If the answer is yes to any of the above questions, please quantify the loss,
supply details of evidence available, and provide any explanations given by the director for their
actions. If proceedings for recovery have been, or are to be, taken against the
director(s), then
you should give details in answer to question 20 at section 7 of the D1 (see "Other
proceedings" in
section 3.2
).
Breach of duty can cover many matters of unfit conduct. Examples might be
failing to pay over pension contributions deducted from employees, or allowing the company to make
loans for which it received no benefit. The allegation effectively covers any conduct by a director
which you consider was not in the proper interests of the company or generally worked to the
detriment of creditors, employees or members.
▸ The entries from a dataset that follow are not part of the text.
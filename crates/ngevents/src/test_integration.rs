#[cfg(test)]
use super::*;
#[cfg(test)]
use crate::group::{group_emit_with, group_on, GroupListener};
#[cfg(test)]
use serde_json::{json, Value};
#[cfg(test)]
use std::cell::{Cell, RefCell};
#[cfg(test)]
use std::rc::Rc;
#[cfg(test)]
use std::time::Duration;

#[cfg(test)]
fn manual_emitter() -> (Emitter, Rc<ManualScheduler>) {
    let clock = Rc::new(ManualScheduler::new());
    (Emitter::with_scheduler(clock.clone()), clock)
}

#[cfg(test)]
fn counter() -> (Rc<Cell<usize>>, Listener) {
    let hits = Rc::new(Cell::new(0));
    let handle = hits.clone();
    (hits, Listener::new(move |_| handle.set(handle.get() + 1)))
}

#[test]
fn test_first_interrupting_listener_stops_the_event() {
    let (door, _clock) = manual_emitter();
    door.set_interruptible(true);

    door.on("foo", Listener::new(|_| Outcome::Interrupt(json!({ "want": "x" }))))
        .unwrap();
    let (l2, listener) = counter();
    door.on("foo", listener).unwrap();
    let (l3, listener) = counter();
    door.on("foo", listener).unwrap();

    let interrupts = Rc::new(RefCell::new(Vec::new()));
    let sink = interrupts.clone();
    door.on(
        INTERRUPT,
        Listener::new(move |args: &[Value]| sink.borrow_mut().push(args[0].clone())),
    )
    .unwrap();

    let outcomes = Rc::new(RefCell::new(Vec::new()));
    let sink = outcomes.clone();
    door.emit_with_callback("foo", vec![], move |outcome, _| sink.borrow_mut().push(outcome))
        .unwrap();

    assert_eq!(*outcomes.borrow(), vec![Outcome::Interrupt(json!({ "want": "x" }))]);
    assert_eq!(*interrupts.borrow(), vec![json!({ "want": "x" })]);
    assert_eq!(l2.get(), 0);
    assert_eq!(l3.get(), 0);
}

#[test]
fn test_group_emit_waits_for_the_slowest_emitter() {
    let clock = Rc::new(ManualScheduler::new());
    let emitters: Vec<Emitter> = (0..3).map(|_| Emitter::with_scheduler(clock.clone())).collect();

    for (emitter, ms) in emitters.iter().zip([50u64, 10, 20]) {
        let timer = clock.clone();
        emitter
            .on(
                "ping",
                Listener::with_done(move |_, done| {
                    timer.delay(Duration::from_millis(ms), Box::new(move || done.done()));
                }),
            )
            .unwrap();
    }

    let fired_at = Rc::new(RefCell::new(Vec::new()));
    let sink = fired_at.clone();
    let probe = clock.clone();
    group_emit_with(&emitters, "ping", vec![], None, move |outcome| {
        assert_eq!(outcome, Outcome::Continue);
        sink.borrow_mut().push(probe.now());
    })
    .unwrap();

    clock.advance(Duration::from_millis(20));
    assert!(fired_at.borrow().is_empty());

    clock.run_all();
    assert_eq!(*fired_at.borrow(), vec![Duration::from_millis(50)]);
}

#[test]
fn test_group_listener_sees_which_emitter_fired() {
    let clock = Rc::new(ManualScheduler::new());
    let left = Emitter::with_scheduler(clock.clone());
    let right = Emitter::with_scheduler(clock.clone());
    let emitters = vec![left.clone(), right.clone()];

    let sources = Rc::new(RefCell::new(Vec::new()));
    let sink = sources.clone();
    let probe = right.clone();
    group_on(
        &emitters,
        "moved",
        &GroupListener::new(move |emitter: &Emitter, _: &[Value]| sink.borrow_mut().push(emitter.same_storage(&probe))),
    )
    .unwrap();

    left.emit("moved", vec![]).unwrap();
    right.emit("moved", vec![]).unwrap();
    assert_eq!(*sources.borrow(), vec![false, true]);
}

#[test]
fn test_serial_context_runs_listeners_one_after_another() {
    let (jobs, clock) = manual_emitter();
    jobs.add_listener_context("serial", ContextOptions::default().serial(true))
        .unwrap();

    let finished = Rc::new(Cell::new(0usize));
    for (index, ms) in [30u64, 10, 20].into_iter().enumerate() {
        let finished = finished.clone();
        let timer = clock.clone();
        jobs.on(
            "run",
            Listener::with_done(move |_, done| {
                // every earlier listener has completed before this one starts
                assert_eq!(finished.get(), index);
                let finished = finished.clone();
                timer.delay(
                    Duration::from_millis(ms),
                    Box::new(move || {
                        finished.set(finished.get() + 1);
                        done.done();
                    }),
                );
            })
            .context("serial"),
        )
        .unwrap();
    }

    let completed = Rc::new(Cell::new(false));
    let flag = completed.clone();
    jobs.emit_with_callback("run", vec![], move |_, _| flag.set(true)).unwrap();
    clock.run_all();

    assert_eq!(finished.get(), 3);
    assert!(completed.get());
    assert_eq!(clock.now(), Duration::from_millis(60));
}

#[test]
fn test_disabled_context_then_enabled() {
    let (emitter, _clock) = manual_emitter();
    let (hits, listener) = counter();
    emitter.on("tick", listener.context("ctx")).unwrap();

    emitter.disable_listener_context("ctx").unwrap();
    for _ in 0..3 {
        emitter.emit("tick", vec![]).unwrap();
    }
    assert_eq!(hits.get(), 0);

    emitter.enable_listener_context("ctx").unwrap();
    assert_eq!(hits.get(), 0);
    emitter.emit("tick", vec![]).unwrap();
    assert_eq!(hits.get(), 1);
}

#[test]
fn test_state_events_lifecycle() {
    let (door, _clock) = manual_emitter();
    door.define_states(&["open", "closed", "locked"]).unwrap();

    let (hits, listener) = counter();
    door.on("open", listener).unwrap();

    door.emit("open", vec![json!(1)]).unwrap();
    door.emit("open", vec![json!(1)]).unwrap();
    assert_eq!(hits.get(), 1);
    door.emit("open", vec![json!(2)]).unwrap();
    assert_eq!(hits.get(), 2);

    door.emit("closed", vec![]).unwrap();
    assert!(!door.has_state("open"));
    assert!(door.has_state("closed"));
    assert_eq!(door.get_all_states(), vec!["closed".to_string()]);

    let late = Rc::new(RefCell::new(Vec::new()));
    let sink = late.clone();
    door.on("closed", Listener::new(move |args: &[Value]| sink.borrow_mut().push(args.len())))
        .unwrap();
    assert_eq!(*late.borrow(), vec![0]);
}

#[test]
fn test_error_event_needs_a_listener() {
    let (emitter, _clock) = manual_emitter();
    assert!(matches!(
        emitter.emit("error", vec![json!("disk full")]),
        Err(EmitterError::UnhandledError(value)) if value == json!("disk full")
    ));

    let (hits, listener) = counter();
    emitter.on(ERROR, listener).unwrap();
    emitter.emit("error", vec![json!("disk full")]).unwrap();
    assert_eq!(hits.get(), 1);
}

#[test]
fn test_proxy_round_trip_over_memory_transport() {
    let clock = Rc::new(ManualScheduler::new());
    let to_server = MemoryTransport::new();
    let to_client = MemoryTransport::new();
    let server = Proxy::with_scheduler(to_client.clone(), clock.clone());
    let client = Proxy::with_scheduler(to_server.clone(), clock.clone());

    let heart = Emitter::with_scheduler(clock.clone());
    server.add_local_service(
        "heartBeat",
        &heart,
        ServiceCapabilities {
            listen: true,
            emit: true,
            ack: true,
            rpc: false,
        },
    );
    let remote = client.add_remote_service("heartBeat");

    let beats = Rc::new(RefCell::new(Vec::new()));
    let sink = beats.clone();
    remote
        .on("beat", Listener::new(move |args: &[Value]| sink.borrow_mut().push(args.to_vec())))
        .unwrap();
    to_server.deliver_to(&server);

    heart.emit("beat", vec![json!(7)]).unwrap();

    let messages = to_client.drain();
    assert_eq!(messages.len(), 1);
    assert_eq!(messages[0].method, proxy::Method::Event);
    for message in messages {
        client.push(message);
    }
    assert_eq!(*beats.borrow(), vec![vec![json!(7)]]);
}

#[test]
fn test_emitter_built_from_config() {
    let config: EmitterConfig = toml::from_str(
        r#"
        interruptible = true
        states = [["idle", "busy"]]

        [contexts.workers]
        serial = true
        "#,
    )
    .unwrap();
    let clock = Rc::new(ManualScheduler::new());
    let emitter = Emitter::from_config(&config, clock).unwrap();

    assert!(emitter.is_interruptible());
    assert!(emitter.has_listener_context("workers"));
    emitter.emit("busy", vec![]).unwrap();
    assert_eq!(emitter.get_all_states(), vec!["busy".to_string()]);
}

#[tokio::test(start_paused = true)]
async fn test_tokio_scheduler_end_to_end() {
    let local = tokio::task::LocalSet::new();
    local
        .run_until(async {
            let emitter = Emitter::new();
            emitter
                .on(
                    "work",
                    Listener::with_done(|_, done| {
                        tokio::task::spawn_local(async move {
                            tokio::time::sleep(Duration::from_millis(40)).await;
                            done.done();
                        });
                    })
                    .nice(10),
                )
                .unwrap();

            let started = tokio::time::Instant::now();
            let outcome = emitter.wait_for_emit("work", vec![]).unwrap().await;
            assert_eq!(outcome, Outcome::Continue);
            assert!(started.elapsed() >= Duration::from_millis(50));
        })
        .await;
}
Misapplication or retention of company money or property
Has the director retained or misapplied (or been responsible for the retention or
misapplication of) any money or other company property resulting in:
If so, please provide full details.
Transactions defrauding creditors
Matters which you should consider under this heading include:
-
Disposal of any of the company's property, assets or undertaking by transfer,
gift or at a significant undervalue for the purpose of placing such assets beyond the reach of the
company, its members or creditors.
The director's responsibility for this and explanations given should be set out.
-
Who was responsible, and what was the value of goods disposed of? Is the
original agreement available?
-
When were the goods sold and what happened to the sale proceeds? Is the sale
recorded in the accounting records?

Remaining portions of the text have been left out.